It's no secret that cats love high, hard to reach places. With their amazing jumping, climbing, and landing abilities, they can get into – and out of – some interesting spots. But why do cats love high places in the first place? Below are some of the interrelated reasons why cats climb high.

Instinct/Prey Drive

The first reason cats climb so high is out of a sense of instinct and fun. From their powerful legs to their retractable claws and flexible musculoskeletal systems, cats are designed to stalk prey. Taking a high position is part of the cat's genetic makeup and factors into their sense of play.

Cats are born predators with a strong prey drive, which climbing also serves. Climbing high is a cat's idea of a good time and serves her natural tendencies to seek higher ground. Cats like to be perched up high to have a better vantage point over prey below.

Sense of Security

Climbing to a higher position also heightens a cat's sense of security. Because cats themselves can be prey to larger wild animals, this positioning lets them avoid being taken by surprise, which increases their own sense of security. A high position not only gives cats a sense of command over prey, but it also makes the cat feel safer from other potential threats. In a higher spot, a cat can survey all potential challenges surrounding them.

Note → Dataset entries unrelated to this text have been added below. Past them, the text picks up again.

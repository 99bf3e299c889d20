//! Glint Core
//!
//! Shared building blocks for the glint glyph rasterizer: logging setup,
//! profiling hooks, renderer configuration and the integer/float rectangle
//! types every stage of the pipeline speaks.

pub mod config;
pub mod geometry;
pub mod logging;
pub mod math;
pub mod profiling;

Increased surveillance is a key component of the cat's expanded territory. When he moves into a high position, he isn't just staking a strong claim on what lies below. He's also scouting out new territory around him. This might look funny when that territory is your kitchen, but that's what he's doing up there!


When cats move to higher ground, they also open up other avenues for escape. Cats don't like to feel cornered, stuck, or trapped, especially when they are hunting. So, they make sure they have options available to escape if needed. Moving to a higher spot in your home may be your cat's way of escaping the daily chaos.

Factors In The Home

It can seem funny to think of a cat exerting his instincts in the quietude of your home. After all, you would think that all the threats were location outside. But your cats strong instincts do not rest much, and they can kick in at the sight of the smallest provocation. For example, the "threat" presented by a small child, by a dog, or by another cat can be enough to send your cat seeking higher ground.

If you have multiple cats in your household, you are likely aware of the hierarchy between them. And if so, then you might have noticed how the dominant cat takes the highest spot on the cat condo. That's because of his or her status in the hierarchy, which has earned him or her the best lookout.


Cats' instincts don't take a break, so your cat will use your home environment to make himself feel as empowered as possible. So, let your cat explore those higher spots in your home as climbing high is a key factor in making your cat feel balanced in your home.